5 illustrates a cross-sectional view of main parts of a fluorescent display tube according to another exemplary embodiment, wherein an insulating layer 18 is provided on a surface of the rear substrate 4, and a display pattern is provided on the surface of the insulating layer 18. An anode electrode 10 forming a portion and a main control electrode 12 ', 14' as a grid electrode 22 'for accelerating or blocking hot electrons emitted from the filament 8 are provided.

The main control electrode 12 'and the auxiliary control electrode 14' are formed of conductive barrier ribs printed by a predetermined height on an upper side of the insulating layer 18 provided on the surface of the rear substrate, and the auxiliary control electrode 14 ' ) Is provided at a position spaced apart from the main control electrode 12 'by a predetermined distance, and the main control electrode 12' is provided to the auxiliary control electrode 14 'in order to enlarge the viewing angle during light emission of the display pattern portion. It is formed lower than, and the anode electrode, the main control electrode and the auxiliary control electrode is configured to receive an external power source through separate wiring layers 16 and 16 ', respectively.

Therefore, when power is applied to each electrode, hot electrons emitted from the filament 8 are accelerated and diffused by the main control electrode 12 'and the auxiliary control electrode 14', and the corresponding fluorescent layer of the anode electrode 10 emits light. .
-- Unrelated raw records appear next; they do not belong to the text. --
use lru::LruCache;
use std::borrow::Borrow;
use std::hash::Hash;

/// Capacity-bounded map with least-recently-used eviction.
///
/// When a `set` grows the map past `limit`, entries are evicted from the
/// least-recently-used end until `round(limit * ratio)` remain. A ratio of 1
/// evicts one entry at a time; smaller ratios evict in batches.
pub struct RecencyCache<K: Hash + Eq, V> {
    entries: LruCache<K, V>,
    limit: usize,
    ratio: f64,
}

impl<K: Hash + Eq, V> RecencyCache<K, V> {
    #[must_use]
    pub fn new(limit: usize, ratio: f64) -> Self {
        Self {
            entries: LruCache::unbounded(),
            limit,
            ratio: clamp_ratio(ratio),
        }
    }

    /// Cache that evicts exactly down to `limit`
    #[must_use]
    pub fn with_limit(limit: usize) -> Self {
        Self::new(limit, 1.0)
    }

    /// Look up and mark as most recently used
    pub fn get<Q>(&mut self, key: &Q) -> Option<&V>
    where
        K: Borrow<Q>,
        Q: Hash + Eq + ?Sized,
    {
        self.entries.get(key)
    }

    /// Look up without touching recency
    pub fn peek<Q>(&self, key: &Q) -> Option<&V>
    where
        K: Borrow<Q>,
        Q: Hash + Eq + ?Sized,
    {
        self.entries.peek(key)
    }

    pub fn contains<Q>(&self, key: &Q) -> bool
    where
        K: Borrow<Q>,
        Q: Hash + Eq + ?Sized,
    {
        self.entries.contains(key)
    }

    /// Insert or update; the entry becomes most recently used
    pub fn set(&mut self, key: K, value: V) {
        self.entries.put(key, value);
        self.check_trim();
    }

    /// Remove an entry, returning whether it existed
    pub fn delete<Q>(&mut self, key: &Q) -> bool
    where
        K: Borrow<Q>,
        Q: Hash + Eq + ?Sized,
    {
        self.remove(key).is_some()
    }

    pub fn remove<Q>(&mut self, key: &Q) -> Option<V>
    where
        K: Borrow<Q>,
        Q: Hash + Eq + ?Sized,
    {
        self.entries.pop(key)
    }

    pub fn clear(&mut self) {
        self.entries.clear();
    }

    #[must_use]
    pub fn len(&self) -> usize {
        self.entries.len()
    }

    #[must_use]
    pub fn is_empty(&self) -> bool {
        self.entries.is_empty()
    }

    #[must_use]
    pub fn limit(&self) -> usize {
        self.limit
    }

    pub fn set_limit(&mut self, limit: usize) {
        self.limit = limit;
        self.check_trim();
    }

    #[must_use]
    pub fn ratio(&self) -> f64 {
        self.ratio
    }

    pub fn set_ratio(&mut self, ratio: f64) {
        self.ratio = clamp_ratio(ratio);
        self.check_trim();
    }

    /// Keys from least to most recently used
    pub fn keys(&self) -> impl Iterator<Item = &K> {
        self.entries.iter().rev().map(|(key, _)| key)
    }

    fn check_trim(&mut self) {
        if self.entries.len() > self.limit {
            let keep = (self.limit as f64 * self.ratio).round() as usize;
            self.trim_old(keep);
        }
    }

    fn trim_old(&mut self, keep: usize) {
        if keep == 0 {
            self.entries.clear();
            return;
        }
        while self.entries.len() > keep {
            if self.entries.pop_lru().is_none() {
                break;
            }
        }
    }
}

impl<K: Hash + Eq, V> std::fmt::Debug for RecencyCache<K, V> {
    fn fmt(&self, f: &mut std::fmt::Formatter<'_>) -> std::fmt::Result {
        f.debug_struct("RecencyCache")
            .field("len", &self.entries.len())
            .field("limit", &self.limit)
            .field("ratio", &self.ratio)
            .finish()
    }
}

fn clamp_ratio(ratio: f64) -> f64 {
    if ratio.is_nan() {
        return 1.0;
    }
    ratio.clamp(0.0, 1.0)
}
Although the preferred embodiments of the present invention have been described above, the present invention is not limited thereto, and various modifications and changes can be made within the scope of the claims and the detailed description of the invention and the accompanying drawings. Naturally, it belongs to the range of.

As described above, according to the fluorescent display tube of the present invention, since the grid electrode is composed of multiple control electrodes, the electron diffusion effect can be satisfactorily performed, and the main control electrode around the anode electrode is connected to the auxiliary control electrode on the outer side. Since it is formed lower than that, the viewing angle can be increased when the anode electrode emits light, and the wiring structure can be simplified by forming the main control electrode and the auxiliary control electrode as conductive partition walls.

Claims (4)

A pair of substrates constituting the vacuum container by the side glass; An anode electrode which forms a predetermined display pattern by emitting light by receiving an external power from a wiring layer provided on one of the substrates; A filament for emitting hot electrons when the power is applied; Comprising a main control electrode provided around the anode electrode and at least one auxiliary control electrode provided outside the main control electrode to accelerate or block the hot electrons emitted from the filament when the power is applied, the main control electrode is the A grid electrode formed lower than the auxiliary control electrode so as to enlarge a viewing angle of an anode electrode; A wiring layer applying power to the anode electrode and the grid electrode; Fluorescent display tube comprising a. The fluorescent display tube according to claim 1, wherein the main control electrode comprises an insulating barrier rib and a conductive layer provided on a surface of the insulating barrier rib. The fluorescent display tube of claim 1, wherein the auxiliary control electrode is laminated alternately between an insulating barrier and a conductive layer. The fluorescent display tube according to claim 1, wherein the main control electrode and the auxiliary control electrode are each formed of a conductive partition wall.